Moving around in each virtual place

If you have never used Google maps, please note that these links are not to static photographs!

() In the street views, it is as though you were there on the street or (if I add any of them) in a room or a larger space in a building. In these views, you can look all around you, and up and down. Just pull at the image in the browser window with the mouse, holding the button down as you drag just as you do anything in your computer desktop. In views where the shot is on a path in Google maps, you can also move along a road or a path by clicking when an arrow on the ground appears pointing in a particular direction. In general, anywhere on a street you can move along the street.
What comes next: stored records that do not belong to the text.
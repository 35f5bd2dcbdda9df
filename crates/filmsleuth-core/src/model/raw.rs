/// Unprocessed rows exactly as the loader read them.
///
/// Every field is a [`RawValue`] so the cleaning step, not the loader,
/// decides what counts as missing or malformed.
use std::borrow::Cow;

/// Cell tokens that spreadsheet exports commonly use for "no value".
const NULL_TOKENS: &[&str] = &["nan", "null", "none", "n/a", "na", "#n/a"];

/// A single cell value.
#[derive(Debug, Clone, Default, PartialEq)]
pub enum RawValue {
    /// Blank cell or absent column.
    #[default]
    Empty,
    /// Free text (all CSV cells arrive as text).
    Text(String),
    /// Numeric spreadsheet cell.
    Number(f64),
    /// Spreadsheet date cell, as a serial day number (1899-12-30 epoch).
    DateTime(f64),
}

impl RawValue {
    /// Build a value from a text cell, mapping empty strings to `Empty`.
    pub fn from_text(text: &str) -> Self {
        if text.is_empty() {
            Self::Empty
        } else {
            Self::Text(text.to_owned())
        }
    }

    /// `true` when the cell carries no usable value.
    pub fn is_blank(&self) -> bool {
        match self {
            Self::Empty => true,
            Self::Text(s) => {
                let t = s.trim();
                t.is_empty() || NULL_TOKENS.iter().any(|n| t.eq_ignore_ascii_case(n))
            }
            Self::Number(n) | Self::DateTime(n) => !n.is_finite(),
        }
    }

    /// Trimmed textual form of the cell, or `None` if blank.
    ///
    /// Whole numbers render without a fractional part so a title such as
    /// `1917` stored as a numeric cell reads back as "1917", not "1917.0".
    pub fn as_text(&self) -> Option<Cow<'_, str>> {
        if self.is_blank() {
            return None;
        }
        match self {
            Self::Empty => None,
            Self::Text(s) => Some(Cow::Borrowed(s.trim())),
            Self::Number(n) | Self::DateTime(n) => {
                if n.fract() == 0.0 && n.abs() < 1e15 {
                    Some(Cow::Owned(format!("{}", *n as i64)))
                } else {
                    Some(Cow::Owned(n.to_string()))
                }
            }
        }
    }

    /// Numeric form of the cell. Text is parsed leniently: surrounding
    /// whitespace is ignored, as are well-formed thousands separators
    /// (`12,345.6`). Any other comma, such as a decimal comma in `7,5`,
    /// makes the cell non-numeric.
    pub fn as_f64(&self) -> Option<f64> {
        match self {
            Self::Number(n) if n.is_finite() => Some(*n),
            Self::Text(_) if self.is_blank() => None,
            Self::Text(s) => {
                let t = s.trim();
                let digits = if t.contains(',') {
                    Cow::Owned(strip_thousands(t)?)
                } else {
                    Cow::Borrowed(t)
                };
                digits.parse::<f64>().ok().filter(|v| v.is_finite())
            }
            _ => None,
        }
    }
}

/// Remove commas from `text` when they group the integer part in threes
/// (`1,234,567` or `-12,345.50`). Returns `None` for any other comma use.
fn strip_thousands(text: &str) -> Option<String> {
    let unsigned = text.strip_prefix(['-', '+']).unwrap_or(text);
    let (integer, fraction) = match unsigned.split_once('.') {
        Some((int, frac)) => (int, Some(frac)),
        None => (unsigned, None),
    };
    if fraction.is_some_and(|f| f.is_empty() || !f.bytes().all(|b| b.is_ascii_digit())) {
        return None;
    }

    let mut groups = integer.split(',');
    let lead = groups.next()?;
    let lead_ok = (1..=3).contains(&lead.len()) && lead.bytes().all(|b| b.is_ascii_digit());
    let rest_ok = groups.all(|g| g.len() == 3 && g.bytes().all(|b| b.is_ascii_digit()));
    (lead_ok && rest_ok).then(|| text.replace(',', ""))
}

/// One row of the source file, mapped onto the known columns.
///
/// Columns the file does not have stay `RawValue::Empty`.
#[derive(Debug, Clone, Default, PartialEq)]
pub struct RawRecord {
    /// 1-based row number in the source (the header is row 1).
    pub row: usize,
    pub title: RawValue,
    pub genre: RawValue,
    pub release_date: RawValue,
    pub country: RawValue,
    pub rating: RawValue,
    pub popularity: RawValue,
    pub vote_count: RawValue,
    pub duration: RawValue,
    pub media_type: RawValue,
    pub overview: RawValue,
    pub language: RawValue,
}

impl RawRecord {
    /// Create an empty record for the given source row.
    pub fn new(row: usize) -> Self {
        Self {
            row,
            ..Self::default()
        }
    }
}

#[cfg(test)]
mod tests {
    use super::*;

    #[test]
    fn blank_detection_covers_null_tokens() {
        assert!(RawValue::Empty.is_blank());
        assert!(RawValue::from_text("").is_blank());
        assert!(RawValue::from_text("   ").is_blank());
        assert!(RawValue::from_text("NaN").is_blank());
        assert!(RawValue::from_text("N/A").is_blank());
        assert!(RawValue::Number(f64::NAN).is_blank());
        assert!(!RawValue::from_text("Drama").is_blank());
        assert!(!RawValue::Number(0.0).is_blank());
    }

    /// A numeric title cell must read back without a trailing ".0".
    #[test]
    fn whole_numbers_render_as_integers() {
        assert_eq!(RawValue::Number(1917.0).as_text().as_deref(), Some("1917"));
        assert_eq!(RawValue::Number(7.5).as_text().as_deref(), Some("7.5"));
    }

    #[test]
    fn text_is_trimmed() {
        assert_eq!(
            RawValue::from_text("  Inception \r").as_text().as_deref(),
            Some("Inception")
        );
    }

    #[test]
    fn numeric_parsing_is_lenient() {
        assert_eq!(RawValue::from_text(" 8.3 ").as_f64(), Some(8.3));
        assert_eq!(RawValue::from_text("12,345").as_f64(), Some(12345.0));
        assert_eq!(RawValue::from_text("1,234,567.5").as_f64(), Some(1234567.5));
        assert_eq!(RawValue::Number(4.0).as_f64(), Some(4.0));
        assert_eq!(RawValue::from_text("great").as_f64(), None);
        assert_eq!(RawValue::from_text("nan").as_f64(), None);
        assert_eq!(RawValue::from_text("inf").as_f64(), None);
        assert_eq!(RawValue::Empty.as_f64(), None);
    }

    #[test]
    fn only_thousands_commas_are_ignored() {
        assert_eq!(RawValue::from_text("-12,345.25").as_f64(), Some(-12345.25));
        assert_eq!(RawValue::from_text("7,5").as_f64(), None);
        assert_eq!(RawValue::from_text("1,23").as_f64(), None);
        assert_eq!(RawValue::from_text("1234,567").as_f64(), None);
        assert_eq!(RawValue::from_text(",500").as_f64(), None);
        assert_eq!(RawValue::from_text("1,000.").as_f64(), None);
    }
}
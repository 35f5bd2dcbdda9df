/// Genre distribution for the pie chart.
///
/// Counts (record, genre) pairs over the subset and computes each genre's
/// share of all pairs. Records with no genre tags are left out entirely, so
/// "Unknown" never appears here.
use crate::model::CleanedRecord;
use compact_str::CompactString;
use serde::Serialize;
use std::collections::HashMap;

/// Count and percentage for one genre.
#[derive(Debug, Clone, PartialEq, Serialize)]
pub struct GenreShare {
    pub genre: CompactString,
    pub count: u64,
    /// Share of all genre pairs in the subset, 0..=100.
    pub percent: f64,
}

/// Per-genre counts in descending order; ties keep first appearance.
pub fn genre_distribution(subset: &[&CleanedRecord]) -> Vec<GenreShare> {
    let mut index: HashMap<&str, usize> = HashMap::new();
    let mut shares: Vec<GenreShare> = Vec::new();
    let mut total = 0u64;

    for record in subset {
        for genre in &record.genres {
            let slot = *index.entry(genre.as_str()).or_insert_with(|| {
                shares.push(GenreShare {
                    genre: genre.clone(),
                    count: 0,
                    percent: 0.0,
                });
                shares.len() - 1
            });
            shares[slot].count += 1;
            total += 1;
        }
    }

    for share in &mut shares {
        share.percent = share.count as f64 * 100.0 / total as f64;
    }
    shares.sort_by(|a, b| b.count.cmp(&a.count));
    shares
}

#[cfg(test)]
mod tests {
    use super::*;

    #[test]
    fn counts_exploded_pairs() {
        let records = vec![
            CleanedRecord::new(2, "A", 2020, 8.0).with_genres(["Drama", "Comedy"]),
            CleanedRecord::new(3, "B", 2020, 6.0).with_genres(["Comedy"]),
            CleanedRecord::new(4, "C", 2020, 6.0),
        ];
        let subset: Vec<&CleanedRecord> = records.iter().collect();
        let dist = genre_distribution(&subset);
        assert_eq!(dist.len(), 2);
        assert_eq!(dist[0].genre, "Comedy");
        assert_eq!(dist[0].count, 2);
        assert!((dist[0].percent - 66.666).abs() < 0.01);
        assert_eq!(dist[1].genre, "Drama");
        let total: f64 = dist.iter().map(|s| s.percent).sum();
        assert!((total - 100.0).abs() < 1e-9);
    }

    #[test]
    fn untagged_subset_is_empty() {
        let records = vec![CleanedRecord::new(2, "A", 2020, 8.0)];
        let subset: Vec<&CleanedRecord> = records.iter().collect();
        assert!(genre_distribution(&subset).is_empty());
    }
}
Like that, you can walk from John O’Groats to Land’s End virtually. Be careful walking on the motorways, though.

(Œ) In the aerial views, you can move the view to another adjacent place in the same direction by dragging with the mouse. However even more wonderfully you can zoom in or out using the wheel on the mouse; and you can turn round, and look up or down, by holding down the Ctrl key on your PC keyboard and dragging with the mouse. You may have to try it, to learn exactly how to do this.